Whether Meeyla's written-down dreams rise to the level deathless poetry is a question of taste, of course, and smooth as Humphrey Davies's idiomatic translation is, it would be hard to judge from the English version. Besides, the important thing is the interplay between dreams, poems, rumours and, eventually, religious and national myths. ("History is a lie," announces Mansour in the course of a lecture on where arak comes from).

Indeed, as the novel progresses it almost comes to seem like an experimental comparison of two kinds of novelistic tedium: recounted dreams versus recurring mythic archetypes. Characters constantly mirror one another: Meelya agrees to marry Mansour because of his resemblance to her brother Moussa, for instance, and at their honeymoon hotel they are waited on by a pair of eerily similar maids whom they call Wadeea 1 and Wadeea 2, who in turn seem to appear in new guises at the hospital where Meelya gives birth. Such uncanny duplications are everywhere.

Meanwhile, the motif of a father killing his son grows increasingly insistent, established via the abducted child of a family maid and reiterated in Meelya's grandfather Saleem, rumoured to have thrown a stone at his own son when surprised during an assignation with a prostitute. The pattern echoes through a number of variations on the story of Abraham and Isaac, and several exuberantly heretical rewrites of Jesus's crucifixion. At length it is hinted that Meelya's own story may be yet another version of the latter, though perhaps only in the way that any story can be found in another if one is motivated enough to look for it.

In the end, though, such stories can get in the way of living. As Mansour complains when the couple moves to Nazareth: "I've had enough. No one can live in God's own city ..." (Meelya has by this point become convinced that she knows where Jesus's house is.) They also threaten to overshadow what is most diverting about Khoury's novel, though perhaps least consistent with its philosophical commitments. Khoury is a great collector of and contributor to Lebanese urban folklore, and As Though She Were Sleeping is never more enjoyable than when recounting, for instance, Meelya's strange experiences with a pair of notorious bone setters or when it claims that Beirut opposed the introduction of church bells because "this Frankish habit" would encourage young men to use the bell ropes to stage jumping competitions.

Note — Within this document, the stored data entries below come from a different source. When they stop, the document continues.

//! Status and condition management
//!
//! An instance moves Progressing → Ready once per change:
//!
//! - `mark-progressing` sets `Progressing=True` and `Ready=False` together,
//!   stamped with the generation being converged.
//! - `check-readiness` sets `Ready=True` and removes `Progressing` once the
//!   Helm release is synced and ready.
//!
//! A release's Ready condition only counts if it transitioned at or after
//! `status.helmChart.modifiedTime`, the readiness watermark. The release
//! step advances the watermark whenever the applied values change, so a
//! Ready report that predates the change is ignored until the provider
//! re-syncs.

use chrono::{DateTime, SubsecRound, Utc};
use kube::{Resource, ResourceExt};
use pgaas_common::crd::{
    find_condition, remove_condition, set_condition, Condition, ConditionStatus,
    DeploymentStrategy, PostgresqlStandaloneStatus, Release, CONDITION_PROGRESSING,
    CONDITION_READY,
};
use pgaas_common::events::InstanceEvent;
use pgaas_common::Result;
use pgaas_pipeline::Context;
use tracing::{debug, info};

use crate::keys::{EVENTS, INSTANCE, NOW, READY, RELEASE, STORE};

/// Apply `mutate` to the instance status and persist it if anything changed.
///
/// The written instance replaces [`INSTANCE`] so later writes carry the new
/// resourceVersion.
pub async fn update_status<F>(ctx: &mut Context, mutate: F) -> Result<()>
where
    F: FnOnce(&mut PostgresqlStandaloneStatus) + Send,
{
    let store = ctx.get(STORE)?.clone();
    let mut instance = ctx.get(INSTANCE)?.clone();
    let before = instance.status.clone();
    mutate(instance.status.get_or_insert_with(Default::default));
    if instance.status == before {
        return Ok(());
    }
    let updated = store.update_status(&instance).await?;
    ctx.set(INSTANCE, updated);
    Ok(())
}

/// True if the release reports Synced and Ready, and Ready transitioned at
/// or after `watermark`
///
/// Provider conditions carry whole seconds, so the watermark is compared at
/// second granularity.
pub fn is_release_ready(release: &Release, watermark: Option<DateTime<Utc>>) -> bool {
    let synced = release.synced().is_some_and(Condition::is_true);
    let Some(ready) = release.ready().filter(|c| c.is_true()) else {
        return false;
    };
    synced
        && watermark.map_or(true, |w| {
            ready.last_transition_time.trunc_subsecs(0) >= w.trunc_subsecs(0)
        })
}

/// Set Progressing=True and Ready=False for the current generation
pub async fn mark_progressing(ctx: &mut Context) -> Result<()> {
    let now = *ctx.get(NOW)?;
    let instance = ctx.get(INSTANCE)?;
    let generation = instance.metadata.generation;
    let was_progressing = instance
        .status
        .as_ref()
        .and_then(|s| find_condition(&s.conditions, CONDITION_PROGRESSING))
        .is_some_and(Condition::is_true);

    update_status(ctx, move |status| {
        status.deployment_strategy = Some(DeploymentStrategy::HelmChart);
        status.observed_generation = generation;
        set_condition(
            &mut status.conditions,
            Condition::new(
                CONDITION_PROGRESSING,
                ConditionStatus::True,
                "Reconciling",
                "Dependent resources are being converged",
                now,
            )
            .with_generation(generation),
        );
        set_condition(
            &mut status.conditions,
            Condition::new(
                CONDITION_READY,
                ConditionStatus::False,
                "Progressing",
                "Waiting for the Helm release to become ready",
                now,
            )
            .with_generation(generation),
        );
    })
    .await?;

    if !was_progressing {
        let instance = ctx.get(INSTANCE)?;
        let reference = instance.object_ref(&());
        ctx.get(EVENTS)?
            .publish(
                &reference,
                InstanceEvent::Progressing {
                    generation: generation.unwrap_or_default(),
                },
            )
            .await;
    }
    Ok(())
}

/// Record whether the release has caught up and, if so, mark the instance Ready
pub async fn check_readiness(ctx: &mut Context) -> Result<()> {
    let now = *ctx.get(NOW)?;
    let instance = ctx.get(INSTANCE)?;
    let watermark = instance
        .status
        .as_ref()
        .and_then(|s| s.helm_chart.as_ref())
        .and_then(|h| h.modified_time);
    let was_ready = instance.status.as_ref().is_some_and(|s| s.is_ready());
    let generation = instance.metadata.generation;
    let name = instance.name_any();

    let ready = is_release_ready(ctx.get(RELEASE)?, watermark);
    ctx.set(READY, ready);
    if !ready {
        debug!(instance = %name, watermark = ?watermark, "release not ready yet");
        return Ok(());
    }

    update_status(ctx, move |status| {
        status.observed_generation = generation;
        set_condition(
            &mut status.conditions,
            Condition::new(
                CONDITION_READY,
                ConditionStatus::True,
                "Available",
                "PostgreSQL is ready",
                now,
            )
            .with_generation(generation),
        );
        remove_condition(&mut status.conditions, CONDITION_PROGRESSING);
    })
    .await?;

    if !was_ready {
        info!(instance = %name, "instance is ready");
        let reference = ctx.get(INSTANCE)?.object_ref(&());
        ctx.get(EVENTS)?
            .publish(&reference, InstanceEvent::Ready)
            .await;
    }
    Ok(())
}

#[cfg(test)]
mod tests {
    use super::*;
    use crate::fixtures::{self, Harness};
    use chrono::Duration;
    use pgaas_common::crd::{ReleaseSpec, ReleaseStatus};

    fn release_with(synced: bool, ready: bool, ready_at: DateTime<Utc>) -> Release {
        let mut release = Release::new("sv-postgresql-s-test", ReleaseSpec::default());
        release.status = Some(ReleaseStatus {
            conditions: vec![
                Condition::new("Synced", synced.into(), "", "", ready_at),
                Condition::new(CONDITION_READY, ready.into(), "", "", ready_at),
            ],
        });
        release
    }

    #[test]
    fn release_ready_requires_synced_and_ready() {
        let t = fixtures::now();
        assert!(is_release_ready(&release_with(true, true, t), None));
        assert!(!is_release_ready(&release_with(false, true, t), None));
        assert!(!is_release_ready(&release_with(true, false, t), None));
        assert!(!is_release_ready(&Release::new("r", ReleaseSpec::default()), None));
    }

    /// Story: a Ready report from before the last values change is stale
    #[test]
    fn story_watermark_rejects_stale_ready() {
        let watermark = fixtures::now();
        let before = watermark - Duration::seconds(1);
        let after = watermark + Duration::seconds(1);

        assert!(!is_release_ready(&release_with(true, true, before), Some(watermark)));
        assert!(is_release_ready(&release_with(true, true, watermark), Some(watermark)));
        assert!(is_release_ready(&release_with(true, true, after), Some(watermark)));
    }

    #[test]
    fn ready_in_the_same_second_as_a_subsecond_watermark_counts() {
        let watermark = fixtures::now() + Duration::milliseconds(5_400);
        let reported = fixtures::now() + Duration::seconds(5);

        assert!(is_release_ready(&release_with(true, true, reported), Some(watermark)));
        assert!(!is_release_ready(
            &release_with(true, true, reported - Duration::seconds(1)),
            Some(watermark)
        ));
    }

    #[tokio::test]
    async fn mark_progressing_sets_both_conditions() {
        let harness = Harness::new();
        let mut ctx = harness.context();

        mark_progressing(&mut ctx).await.unwrap();

        let status = harness.instance().status.unwrap();
        let progressing = find_condition(&status.conditions, CONDITION_PROGRESSING).unwrap();
        let ready = find_condition(&status.conditions, CONDITION_READY).unwrap();
        assert!(progressing.is_true());
        assert_eq!(ready.status, ConditionStatus::False);
        assert_eq!(progressing.observed_generation, Some(1));
        assert_eq!(status.observed_generation, Some(1));
        assert_eq!(status.deployment_strategy, Some(DeploymentStrategy::HelmChart));
    }

    #[tokio::test]
    async fn ready_removes_progressing() {
        let harness = Harness::new();
        let mut ctx = harness.context();
        mark_progressing(&mut ctx).await.unwrap();
        ctx.set(RELEASE, release_with(true, true, fixtures::now()));

        check_readiness(&mut ctx).await.unwrap();

        assert_eq!(ctx.get(READY).unwrap(), &true);
        let status = harness.instance().status.unwrap();
        assert!(status.is_ready());
        assert!(find_condition(&status.conditions, CONDITION_PROGRESSING).is_none());
    }

    #[tokio::test]
    async fn not_ready_leaves_status_alone() {
        let harness = Harness::new();
        let mut ctx = harness.context();
        mark_progressing(&mut ctx).await.unwrap();
        harness.memory.clear_operations();
        ctx.set(RELEASE, release_with(true, false, fixtures::now()));

        check_readiness(&mut ctx).await.unwrap();

        assert_eq!(ctx.get(READY).unwrap(), &false);
        assert!(harness.memory.operations().is_empty());
    }

    #[tokio::test]
    async fn unchanged_status_is_not_rewritten() {
        let harness = Harness::new();
        let mut ctx = harness.context();
        mark_progressing(&mut ctx).await.unwrap();
        harness.memory.clear_operations();

        mark_progressing(&mut ctx).await.unwrap();
        assert!(harness.memory.operations().is_empty());
    }
}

Novels are great repositories for unauthenticable rumour, and specious-sounding historical titbits like the bell-ringing story, or a digression on the introduction of trousers into the Arab world, are a standard tactic of the fretful postmodernist resistance. But notice how delightful these ones are, how full of fun. It's a common experience when reading in, say, Saramago, to see a few bright narrative fragments rising from the churn of symbol and innuendo and wish that the author could let his guard down, follow them for a while and let them take on the colours of a fully imagined reality. The same goes here. Perhaps that's an indulgence when dreadful forces are forever eliminating minority voices from the chorus of the present. Nevertheless, readers like to dream a little, too.

Ed Lake is the former deputy editor of The Review.